Plaintiffs are nursing homes and their professional association, suing over the constitutionality of various regulations on nursing home participation in Medicare. The district court dismissed the plaintiffs' claim, finding that it had no jurisdiction until the plaintiffs exhausted the statutorily provided appeals process through the Department of Health and Human Services. The plaintiffs complained that this was an impossible burden because they could not afford to risk the sanction of being denied participation in Medicare while prosecuting their appeal. The government agues two points: 1) that these same limitations apply to agency reviews and sanctions of nursing homes, and that the nursing homes cannot bypass this review by invoking statutory federal question jurisdiction, and 2) that HHS only uses Draconian sanctions in a very small number of egregious cases, so that most plaintiffs can just accept the sanction and then appeal it to the courts. The Circuit court reversed, allowing plaintiffs to skip the statutory appeals process, and the United States Supreme Court reviewed in this decision.

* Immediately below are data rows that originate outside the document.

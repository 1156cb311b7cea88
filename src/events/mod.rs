//! Typed event model for the subscribe stream.
//!
//! A batched subscribe reply demultiplexes into the variants below. The
//! engine never interprets application payloads; they stay `serde_json::Value`
//! all the way to the listener.

pub mod envelope;

use serde::Serialize;
use serde_json::Value;

pub use envelope::{Envelope, SubscribeServiceData, PRESENCE_CHANNEL_SUFFIX};

/// A real-time message or signal received on a data channel.
#[derive(Debug, Clone, Serialize)]
pub struct MessageEvent {
    pub channel: String,
    /// Subscription match (channel group or wildcard) when it differs from
    /// the channel itself.
    pub subscription: Option<String>,
    pub timetoken: u64,
    pub publisher: Option<String>,
    pub payload: Value,
    pub user_metadata: Option<Value>,
}

/// A message-action event (reaction added/removed on a stored message).
#[derive(Debug, Clone, Serialize)]
pub struct MessageActionEvent {
    pub channel: String,
    pub subscription: Option<String>,
    pub timetoken: u64,
    pub publisher: Option<String>,
    pub action: Value,
}

/// An object (membership/metadata) change event.
#[derive(Debug, Clone, Serialize)]
pub struct ObjectEvent {
    pub channel: String,
    pub subscription: Option<String>,
    pub timetoken: u64,
    pub event: Value,
}

/// A file-upload announcement.
#[derive(Debug, Clone, Serialize)]
pub struct FileEvent {
    pub channel: String,
    pub subscription: Option<String>,
    pub timetoken: u64,
    pub publisher: Option<String>,
    pub payload: Value,
}

/// A presence event on a `-pnpres` feed, reported against the data channel.
#[derive(Debug, Clone, Serialize)]
pub struct PresenceEvent {
    pub channel: String,
    pub subscription: Option<String>,
    pub timetoken: u64,
    /// `join`, `leave`, `timeout`, `state-change` or `interval`.
    pub action: String,
    pub uuid: Option<String>,
    pub occupancy: Option<u64>,
    pub state: Option<Value>,
}

/// Tagged union of everything a subscribe reply can carry.
#[derive(Debug, Clone, Serialize)]
pub enum Event {
    Message(MessageEvent),
    Signal(MessageEvent),
    MessageAction(MessageActionEvent),
    Object(ObjectEvent),
    File(FileEvent),
    Presence(PresenceEvent),
}

impl Event {
    pub fn channel(&self) -> &str {
        match self {
            Event::Message(e) | Event::Signal(e) => &e.channel,
            Event::MessageAction(e) => &e.channel,
            Event::Object(e) => &e.channel,
            Event::File(e) => &e.channel,
            Event::Presence(e) => &e.channel,
        }
    }

    pub fn timetoken(&self) -> u64 {
        match self {
            Event::Message(e) | Event::Signal(e) => e.timetoken,
            Event::MessageAction(e) => e.timetoken,
            Event::Object(e) => e.timetoken,
            Event::File(e) => e.timetoken,
            Event::Presence(e) => e.timetoken,
        }
    }
}
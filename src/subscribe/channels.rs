//! The subscription list: data channels, channel groups, presence channels.
//!
//! The three sets are disjoint by role; the same underlying name may appear
//! as both a data channel and a presence feed. Presence entries are stored in
//! wire form (with the `-pnpres` suffix).

use std::collections::HashSet;

use crate::events::PRESENCE_CHANNEL_SUFFIX;

pub fn is_presence_name(name: &str) -> bool {
    name.ends_with(PRESENCE_CHANNEL_SUFFIX)
}

fn presence_name(name: &str) -> String {
    if is_presence_name(name) {
        name.to_string()
    } else {
        format!("{name}{PRESENCE_CHANNEL_SUFFIX}")
    }
}

#[derive(Debug, Default)]
pub struct SubscriptionList {
    channels: HashSet<String>,
    groups: HashSet<String>,
    presence: HashSet<String>,
    version: u64,
}

impl SubscriptionList {
    pub fn new() -> Self {
        Self::default()
    }

    /// Monotonic mutation counter; lets the scheduler detect a list change
    /// that raced an in-flight leave request.
    pub fn version(&self) -> u64 {
        self.version
    }

    pub fn is_empty(&self) -> bool {
        self.channels.is_empty() && self.groups.is_empty() && self.presence.is_empty()
    }

    /// Add data channels; presence-suffixed names route to the presence set.
    pub fn add_channels<I, S>(&mut self, names: I)
    where
        I: IntoIterator<Item = S>,
        S: Into<String>,
    {
        self.version += 1;
        for name in names {
            let name = name.into();
            if is_presence_name(&name) {
                self.presence.insert(name);
            } else {
                self.channels.insert(name);
            }
        }
    }

    /// Remove channels under either role: a plain name drops both the data
    /// entry and its presence sibling.
    pub fn remove_channels<'a, I>(&mut self, names: I)
    where
        I: IntoIterator<Item = &'a str>,
    {
        self.version += 1;
        for name in names {
            if is_presence_name(name) {
                self.presence.remove(name);
            } else {
                self.channels.remove(name);
                self.presence.remove(&presence_name(name));
            }
        }
    }

    pub fn add_groups<I, S>(&mut self, names: I)
    where
        I: IntoIterator<Item = S>,
        S: Into<String>,
    {
        self.version += 1;
        for name in names {
            self.groups.insert(name.into());
        }
    }

    pub fn remove_groups<'a, I>(&mut self, names: I)
    where
        I: IntoIterator<Item = &'a str>,
    {
        self.version += 1;
        for name in names {
            self.groups.remove(name);
        }
    }

    /// Add presence feeds; plain names are normalized to wire form.
    pub fn add_presence<'a, I>(&mut self, names: I)
    where
        I: IntoIterator<Item = &'a str>,
    {
        self.version += 1;
        for name in names {
            self.presence.insert(presence_name(name));
        }
    }

    pub fn remove_presence<'a, I>(&mut self, names: I)
    where
        I: IntoIterator<Item = &'a str>,
    {
        self.version += 1;
        for name in names {
            self.presence.remove(&presence_name(name));
        }
    }

    /// Every subscribed object name (data, presence, groups). Order is not
    /// meaningful; used for the empty check and request building.
    pub fn all(&self) -> Vec<String> {
        let mut names: Vec<String> = self
            .channels
            .iter()
            .chain(self.presence.iter())
            .chain(self.groups.iter())
            .cloned()
            .collect();
        names.sort_unstable();
        names
    }

    /// Channel names for the request path (data plus presence), sorted for a
    /// stable wire form.
    pub fn channel_names(&self) -> Vec<String> {
        let mut names: Vec<String> = self
            .channels
            .iter()
            .chain(self.presence.iter())
            .cloned()
            .collect();
        names.sort_unstable();
        names
    }

    pub fn group_names(&self) -> Vec<String> {
        let mut names: Vec<String> = self.groups.iter().cloned().collect();
        names.sort_unstable();
        names
    }

    /// Data channels only, sorted.
    pub fn data_channel_names(&self) -> Vec<String> {
        let mut names: Vec<String> = self.channels.iter().cloned().collect();
        names.sort_unstable();
        names
    }
}

#[cfg(test)]
mod tests {
    use super::*;

    #[test]
    fn test_presence_names_route_to_presence_set() {
        let mut list = SubscriptionList::new();
        list.add_channels(["alerts", "alerts-pnpres"]);
        assert_eq!(list.data_channel_names(), vec!["alerts"]);
        assert_eq!(list.channel_names(), vec!["alerts", "alerts-pnpres"]);
    }

    #[test]
    fn test_remove_channels_drops_both_roles() {
        let mut list = SubscriptionList::new();
        list.add_channels(["alerts"]);
        list.add_presence(["alerts"]);
        list.remove_channels(["alerts"]);
        assert!(list.is_empty());
    }

    #[test]
    fn test_add_then_remove_is_identity() {
        let mut list = SubscriptionList::new();
        list.add_channels(["a"]);
        let before = list.all();
        list.add_channels(["b"]);
        list.remove_channels(["b"]);
        assert_eq!(list.all(), before);
    }

    #[test]
    fn test_mutations_are_idempotent() {
        let mut list = SubscriptionList::new();
        list.add_groups(["g"]);
        list.add_groups(["g"]);
        assert_eq!(list.group_names(), vec!["g"]);
        list.remove_groups(["g"]);
        list.remove_groups(["g"]);
        assert!(list.is_empty());
    }

    #[test]
    fn test_version_advances_on_mutation() {
        let mut list = SubscriptionList::new();
        let v0 = list.version();
        list.add_channels(["a"]);
        assert!(list.version() > v0);
    }
}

The court split 5-4 in this case, not on ideological or constitutional grounds, but on the construction of a previous case, Bowen v. Michigan Academy of Family Physicians, 476 U.S. 667 (1986), which also construed the statutory language at issue. The language, "to recover on any claim arising under" the Social Security Act or, as incorporated through 42 USC 1395ii, the Medicare Act, is ambiguous on its face. The majority believed that the statutory context implies that this language is expansive, applying to right of health care providers to receive payments on behalf of beneficiaries, as well as the right of the beneficiaries to receive benefits. Since it clear from previous case law that beneficiaries must use the statutory appeals process, the majority's interpretation of the language requires the plaintiff nursing homes to also exhaust the statutory appeals process. In its analysis, the majority first reasons that plaintiffs must lose if Michigan Academy is put aside. Having reached this conclusion, the Court then discusses the proper interpretation of Michigan Academy and distinguishes it from this case. The court also reviews the factual basis of plaintiffs' claim that they risk the "death penalty" - termination from participation - if they refuse to comply with the agency requests, but that they moot their cases by complying. The court reviewed the evidence put forth by the secretary and determined that there was no reason to reject the secretary's claim that most plaintiffs only risked a "minor" sanction, rather than termination of participation. Based on the legal and factual analysis, the court reversed the Circuit Court and agreed with the district court that it had no jurisdiction to proceed.
The four dissenting justices were divided in the basis for their dissents. Justice Scalia believed that Michigan Academy should be interpreted contrary to the majority opinion, and that until the court was willing to specifically overrule Michigan Academy, it controlled the result in this case. The other dissents relied partially on Michigan Academy, but also drew a distinction between traditional beneficiaries, who, in the aggregate, make millions of small claims each year, and the much smaller class of nursing homes who are contesting conditions of participation rather than the payment of individual claims.